Professor of Epidemiology and Internal Medicine Eli Perencevich took to Twitter to share his thoughts on the district’s mounting COVID-19 case and quarantine counts.

“2 weeks ago contact tracers and school staff said this was happening,” Perencevich wrote on Twitter April 8. “Now, Iowa City schools have 145 students actively positive and 699 students in quarantine. This was preventable.”

 

Perencevich’s tweet has amassed 271 retweets and 484 likes since April 8.

Mike Schluckebier, Iowa City parent of two elementary students, said both of his children quarantined just a few weeks ago.

“We’re concerned in general, but specifically with our kids, less concerned,” Schluckebier said. “We are not necessarily less concerned because it doesn’t affect the kids as much from a fitness standpoint, but because I’m working from home and I can handle the quarantine as needed. I’m more concerned about the families that have no coverage or have employers that are far less sensitive to needing child care.”

Although Schluckebier said he wishes the state Legislature took the gradual vaccination rollout into account when requiring schools to offer a 100-percent on-site option, he said his children have been learning in any available in-person model the district has offered since the start of the school year.

“Initially, the district was online only, but we first put them in the hybrid [learning model] because the online-only environment was not one where they thrived as well,” he said. “It was a calculated risk. We knew we were risking the potential of them getting COVID-19 weighed against the low likelihood that it would affect them negatively.”

Jacob Story, a parent of a student that attends Northwest Junior High, said his daughter is currently in quarantine after being notified by the district that she was in direct contact with someone who tested positive for COVID-19.

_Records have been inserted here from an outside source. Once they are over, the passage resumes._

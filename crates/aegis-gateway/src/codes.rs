//! Authorization-code minting
//!
//! Bridges a resolved `/authorize` request to the persisted single-use
//! [`AuthorizationCode`] projection redeemed later at `/token`.

use std::sync::Arc;

use chrono::{Duration, Utc};
use tracing::debug;
use uuid::Uuid;

use aegis_protocol::{AuthorizationCode, AuthorizationRequest, Client, OAuth2Result};

use crate::config::GatewayConfig;
use crate::storage::AuthorizationCodeStore;

/// Mints authorization codes for successfully resolved authorization requests.
pub struct AuthorizationCodeService {
    store: Arc<dyn AuthorizationCodeStore>,
    validity: Duration,
}

impl AuthorizationCodeService {
    /// Service persisting through `store` with the given code lifetime.
    pub fn new(store: Arc<dyn AuthorizationCodeStore>, validity_secs: i64) -> Self {
        Self {
            store,
            validity: Duration::seconds(validity_secs.max(1)),
        }
    }

    /// Service with the code lifetime taken from the gateway configuration
    /// (`code_validity_secs`).
    pub fn from_config(store: Arc<dyn AuthorizationCodeStore>, config: &GatewayConfig) -> Self {
        Self::new(store, config.code_validity_secs)
    }

    /// Mint and persist a code for `request`, snapshotting the full parameter
    /// multi-map so redemption can re-check `redirect_uri` and PKCE.
    ///
    /// # Errors
    ///
    /// Propagates storage failures.
    pub async fn create(
        &self,
        request: &AuthorizationRequest,
        client: &Client,
        subject: &str,
        transaction_id: &str,
        context_version: i32,
    ) -> OAuth2Result<AuthorizationCode> {
        let now = Utc::now();
        let code = AuthorizationCode {
            code: Uuid::new_v4().to_string(),
            client_id: client.id.clone(),
            subject: subject.to_string(),
            scopes: request.scopes.clone(),
            request_parameters: request.parameters.clone(),
            transaction_id: transaction_id.to_string(),
            context_version,
            created_at: now,
            expire_at: now + self.validity,
        };
        self.store.create(code.clone()).await?;
        debug!(
            domain = %client.domain,
            client_id = %client.client_id,
            transaction_id = %transaction_id,
            "Authorization code created"
        );
        Ok(code)
    }
}

#[cfg(test)]
mod tests {
    use super::*;
    use crate::storage::InMemoryAuthorizationCodeStore;

    #[tokio::test]
    async fn code_lifetime_comes_from_the_configuration() {
        let config = GatewayConfig {
            code_validity_secs: 120,
            ..GatewayConfig::default()
        };
        let service = AuthorizationCodeService::from_config(
            Arc::new(InMemoryAuthorizationCodeStore::new()),
            &config,
        );
        let client = Client {
            id: "internal-1".into(),
            ..Client::default()
        };

        let code = service
            .create(&AuthorizationRequest::default(), &client, "user-1", "tx", 0)
            .await
            .unwrap();
        assert_eq!((code.expire_at - code.created_at).num_seconds(), 120);
    }
}
//! Token representations
//!
//! [`TokenClaims`] is the in-memory decoded/verified JWT view; it is never
//! persisted directly. [`AccessToken`] is the persisted record the online
//! introspection path consults for revocation. [`TokenResponse`] is the
//! in-memory shape handed back to the (out-of-scope) HTTP layer after a
//! successful grant.

use std::collections::HashMap;

use chrono::{DateTime, Utc};
use serde::{Deserialize, Serialize};

/// Decoded JWT claim set used by the gateway.
#[derive(Debug, Clone, Default, Serialize, Deserialize)]
pub struct TokenClaims {
    /// Token identifier; the storage key for the persisted record.
    pub jti: String,
    /// Issuer.
    #[serde(skip_serializing_if = "Option::is_none")]
    pub iss: Option<String>,
    /// Subject (resource owner), absent for client-only tokens.
    #[serde(skip_serializing_if = "Option::is_none")]
    pub sub: Option<String>,
    /// Audience: the public client id the token was issued to.
    pub aud: String,
    /// Owning security domain.
    pub domain: String,
    /// Issued-at, seconds since epoch.
    pub iat: i64,
    /// Expiry, seconds since epoch.
    pub exp: i64,
    /// Space-separated granted scopes.
    #[serde(skip_serializing_if = "Option::is_none")]
    pub scope: Option<String>,
    /// Any additional claims.
    #[serde(flatten)]
    pub additional: HashMap<String, serde_json::Value>,
}

impl TokenClaims {
    /// Issued-at as a UTC instant. `None` when `iat` is out of range.
    #[must_use]
    pub fn issued_at(&self) -> Option<DateTime<Utc>> {
        DateTime::<Utc>::from_timestamp(self.iat, 0)
    }

    /// Expiry as a UTC instant. `None` when `exp` is out of range.
    #[must_use]
    pub fn expires_at(&self) -> Option<DateTime<Utc>> {
        DateTime::<Utc>::from_timestamp(self.exp, 0)
    }
}

/// Persisted access-token record.
#[derive(Debug, Clone, Serialize, Deserialize)]
pub struct AccessToken {
    /// JWT id; lookup key for introspection's revocation check.
    pub jti: String,
    /// Owning security domain.
    pub domain: String,
    /// Internal client id the token belongs to.
    pub client: String,
    /// Resource-owner identifier, absent for client-only tokens.
    pub subject: Option<String>,
    /// When the token was issued.
    pub created_at: DateTime<Utc>,
    /// Store-side expiry; a record expired here is treated as revoked.
    pub expire_at: DateTime<Utc>,
}

/// In-memory token set produced by a successful grant.
#[derive(Debug, Clone, Serialize, Deserialize)]
pub struct TokenResponse {
    /// Serialized access token.
    pub access_token: String,
    /// Always `Bearer` for tokens minted here.
    pub token_type: String,
    /// Lifetime in seconds.
    pub expires_in: i64,
    /// Space-separated granted scopes.
    #[serde(skip_serializing_if = "Option::is_none")]
    pub scope: Option<String>,
    /// Additional response members (e.g. `id_token`).
    #[serde(flatten)]
    pub additional: HashMap<String, serde_json::Value>,
}

impl TokenResponse {
    /// Bearer response with no extra members.
    #[must_use]
    pub fn bearer(access_token: String, expires_in: i64, scope: Option<String>) -> Self {
        Self {
            access_token,
            token_type: "Bearer".to_string(),
            expires_in,
            scope,
            additional: HashMap::new(),
        }
    }
}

Northwest Junior High made for 313 of the district’s 984 student quarantines, and currently has 12 confirmed positive cases. The school also accounted for a majority of quarantines during a COVID-19 case influx in the district a month ago.

Notified each day of COVID-19 spreading through the school his daughter attends, Story said he wishes the district provided more information on how it plans to manage the influx.

“I have no doubt that they don’t have the resources that they need to do this better. That’s largely something out of their control in terms of funding and things like that,” Story said. “But I guess I hope that there was more communication directly about plans, considering the rates at Northwest have been so high, and about what’s going on. It just continues to be the form letters that get sent out every day or two right now.”